Data for the task:

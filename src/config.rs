//! Configuration - Immutable Defaults, Field-Level Overrides
//!
//! A run is driven by one resolved `SpriteConfig`. Users only ever supply a
//! `PartialSpriteConfig`; it is merged onto a fresh default, never onto a
//! shared instance.

use serde::{Deserialize, Deserializer, Serialize};

use crate::pipeline::PipelineError;

#[derive(Debug, Clone, PartialEq, Eq, Serialize, Deserialize)]
#[serde(rename_all = "camelCase")]
pub struct Correspondence {
    pub icon_name: String,
    pub file_name: String,
}

impl Correspondence {
    pub fn new(icon_name: impl Into<String>, file_name: impl Into<String>) -> Self {
        Self {
            icon_name: icon_name.into(),
            file_name: file_name.into(),
        }
    }
}

/// Where the single icons come from, relative to the source root.
#[derive(Debug, Clone, PartialEq, Eq, Serialize, Deserialize)]
#[serde(rename_all = "camelCase", default)]
pub struct SrcConfig {
    pub dir: String,
    /// Used only when `correspondence` is `None`.
    pub extension: String,
    /// When set, only the listed files are used, in this order.
    pub correspondence: Option<Vec<Correspondence>>,
}

impl Default for SrcConfig {
    fn default() -> Self {
        Self {
            dir: "assets/sprite".to_string(),
            extension: ".png".to_string(),
            correspondence: None,
        }
    }
}

/// Output artifacts. `sprite_file` and `extra_sprite_files` are relative to
/// the output root; `css_file` and `preload_file` to the source root.
#[derive(Debug, Clone, PartialEq, Eq, Serialize, Deserialize)]
#[serde(rename_all = "camelCase", default)]
pub struct DstConfig {
    pub sprite_file: String,
    pub css_main_class: String,
    pub css_file: String,
    pub css_prefix: String,
    /// Appended to every selector, e.g. `::before`.
    pub css_selector: String,
    pub preload_file: Option<String>,
    pub use_in_span: bool,
    /// Same pixels, other encodings. Never referenced by the stylesheet.
    pub extra_sprite_files: Vec<String>,
}

impl Default for DstConfig {
    fn default() -> Self {
        Self {
            sprite_file: "img/sprite.png".to_string(),
            css_main_class: ".sprite".to_string(),
            css_file: "css/sprite.css".to_string(),
            css_prefix: ".sprite-".to_string(),
            css_selector: String::new(),
            preload_file: Some("components/SpritePreload.html".to_string()),
            use_in_span: false,
            extra_sprite_files: Vec::new(),
        }
    }
}

#[derive(Debug, Clone, PartialEq, Eq, Serialize, Deserialize)]
#[serde(rename_all = "camelCase", default)]
pub struct SpriteConfig {
    pub src: SrcConfig,
    pub dst: DstConfig,
    pub verbose: bool,
}

impl Default for SpriteConfig {
    fn default() -> Self {
        Self {
            src: SrcConfig::default(),
            dst: DstConfig::default(),
            verbose: true,
        }
    }
}

impl SpriteConfig {
    /// Merge a partial override onto a copy of `self`.
    pub fn merged(&self, partial: &PartialSpriteConfig) -> Self {
        let mut out = self.clone();
        if let Some(src) = &partial.src {
            src.apply(&mut out.src);
        }
        if let Some(dst) = &partial.dst {
            dst.apply(&mut out.dst);
        }
        if let Some(verbose) = partial.verbose {
            out.verbose = verbose;
        }
        out
    }

    /// Resolve a JSON override document against the fixed defaults.
    ///
    /// Unknown keys are rejected, so a misspelt field cannot be silently
    /// ignored.
    pub fn from_json_override(json: &str) -> Result<Self, PipelineError> {
        let partial: PartialSpriteConfig = serde_json::from_str(json)?;
        Ok(Self::default().merged(&partial))
    }

    /// Public URL of the sprite, as referenced from CSS and markup.
    pub fn sprite_url(&self) -> String {
        let path = self.dst.sprite_file.replace('\\', "/");
        format!("/{}", path.trim_start_matches('/'))
    }
}

#[derive(Debug, Clone, Default, PartialEq, Eq, Serialize, Deserialize)]
#[serde(rename_all = "camelCase", deny_unknown_fields)]
pub struct PartialSpriteConfig {
    #[serde(default)]
    pub src: Option<PartialSrcConfig>,
    #[serde(default)]
    pub dst: Option<PartialDstConfig>,
    #[serde(default)]
    pub verbose: Option<bool>,
}

#[derive(Debug, Clone, Default, PartialEq, Eq, Serialize, Deserialize)]
#[serde(rename_all = "camelCase", deny_unknown_fields)]
pub struct PartialSrcConfig {
    #[serde(default)]
    pub dir: Option<String>,
    #[serde(default)]
    pub extension: Option<String>,
    /// `null` switches back to directory scanning.
    #[serde(default, deserialize_with = "explicit_null")]
    pub correspondence: Option<Option<Vec<Correspondence>>>,
}

impl PartialSrcConfig {
    fn apply(&self, src: &mut SrcConfig) {
        if let Some(dir) = &self.dir {
            src.dir = dir.clone();
        }
        if let Some(extension) = &self.extension {
            src.extension = extension.clone();
        }
        if let Some(correspondence) = &self.correspondence {
            src.correspondence = correspondence.clone();
        }
    }
}

#[derive(Debug, Clone, Default, PartialEq, Eq, Serialize, Deserialize)]
#[serde(rename_all = "camelCase", deny_unknown_fields)]
pub struct PartialDstConfig {
    #[serde(default)]
    pub sprite_file: Option<String>,
    #[serde(default)]
    pub css_main_class: Option<String>,
    #[serde(default)]
    pub css_file: Option<String>,
    #[serde(default)]
    pub css_prefix: Option<String>,
    #[serde(default)]
    pub css_selector: Option<String>,
    /// `null` disables the preload fragment.
    #[serde(default, deserialize_with = "explicit_null")]
    pub preload_file: Option<Option<String>>,
    #[serde(default)]
    pub use_in_span: Option<bool>,
    #[serde(default)]
    pub extra_sprite_files: Option<Vec<String>>,
}

impl PartialDstConfig {
    fn apply(&self, dst: &mut DstConfig) {
        if let Some(v) = &self.sprite_file {
            dst.sprite_file = v.clone();
        }
        if let Some(v) = &self.css_main_class {
            dst.css_main_class = v.clone();
        }
        if let Some(v) = &self.css_file {
            dst.css_file = v.clone();
        }
        if let Some(v) = &self.css_prefix {
            dst.css_prefix = v.clone();
        }
        if let Some(v) = &self.css_selector {
            dst.css_selector = v.clone();
        }
        if let Some(v) = &self.preload_file {
            dst.preload_file = v.clone();
        }
        if let Some(v) = self.use_in_span {
            dst.use_in_span = v;
        }
        if let Some(v) = &self.extra_sprite_files {
            dst.extra_sprite_files = v.clone();
        }
    }
}

// Absent key -> None (keep default), `null` -> Some(None), value -> Some(Some(v)).
fn explicit_null<'de, D, T>(deserializer: D) -> Result<Option<Option<T>>, D::Error>
where
    D: Deserializer<'de>,
    T: Deserialize<'de>,
{
    Option::<T>::deserialize(deserializer).map(Some)
}

#[cfg(test)]
mod tests {
    use super::*;

    #[test]
    fn test_empty_override_is_default() {
        let config = SpriteConfig::from_json_override("{}").unwrap();
        assert_eq!(config, SpriteConfig::default());
    }

    #[test]
    fn test_nested_fields_merge_not_replace() {
        let config =
            SpriteConfig::from_json_override(r#"{"dst": {"cssPrefix": ".icon-"}}"#).unwrap();
        assert_eq!(config.dst.css_prefix, ".icon-");
        // Siblings keep their defaults
        assert_eq!(config.dst.sprite_file, "img/sprite.png");
        assert_eq!(config.dst.css_main_class, ".sprite");
        assert_eq!(config.src, SrcConfig::default());
    }

    #[test]
    fn test_merge_does_not_touch_base() {
        let base = SpriteConfig::default();
        let partial = PartialSpriteConfig {
            verbose: Some(false),
            src: Some(PartialSrcConfig {
                dir: Some("icons".into()),
                ..Default::default()
            }),
            ..Default::default()
        };
        let merged = base.merged(&partial);
        assert_eq!(merged.src.dir, "icons");
        assert!(!merged.verbose);
        assert_eq!(base, SpriteConfig::default());
    }

    #[test]
    fn test_preload_null_disables() {
        let config =
            SpriteConfig::from_json_override(r#"{"dst": {"preloadFile": null}}"#).unwrap();
        assert_eq!(config.dst.preload_file, None);

        let config = SpriteConfig::from_json_override(r#"{"dst": {}}"#).unwrap();
        assert!(config.dst.preload_file.is_some());
    }

    #[test]
    fn test_correspondence_override() {
        let json = r#"{"src": {"correspondence": [
            {"iconName": "home", "fileName": "house.png"},
            {"iconName": "mail", "fileName": "envelope.png"}
        ]}}"#;
        let config = SpriteConfig::from_json_override(json).unwrap();
        assert!(config.src.correspondence.is_some());
        let entries = config.src.correspondence.unwrap();
        assert_eq!(entries[0], Correspondence::new("home", "house.png"));
        assert_eq!(entries[1].icon_name, "mail");
    }

    #[test]
    fn test_unknown_keys_rejected() {
        let err = SpriteConfig::from_json_override(r#"{"dst": {"cssPrefx": ".icon-"}}"#)
            .unwrap_err();
        assert!(matches!(err, PipelineError::Serialization(_)));
        assert!(err.to_string().contains("cssPrefx"));

        assert!(SpriteConfig::from_json_override(r#"{"source": {}}"#).is_err());
        assert!(SpriteConfig::from_json_override(r#"{"src": {"ext": ".png"}}"#).is_err());
    }

    #[test]
    fn test_malformed_json_is_serialization_error() {
        let err = SpriteConfig::from_json_override(r#"{"verbose": "yes"}"#).unwrap_err();
        assert!(matches!(err, PipelineError::Serialization(_)));
    }

    #[test]
    fn test_sprite_url() {
        let mut config = SpriteConfig::default();
        assert_eq!(config.sprite_url(), "/img/sprite.png");
        config.dst.sprite_file = "img\\icons.webp".into();
        assert_eq!(config.sprite_url(), "/img/icons.webp");
    }
}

About this task: Nothing but the lines holding the word "relative" should be returned from the listing above.

Answer below:
/// Where the single icons come from, relative to the source root.
/// Output artifacts. `sprite_file` and `extra_sprite_files` are relative to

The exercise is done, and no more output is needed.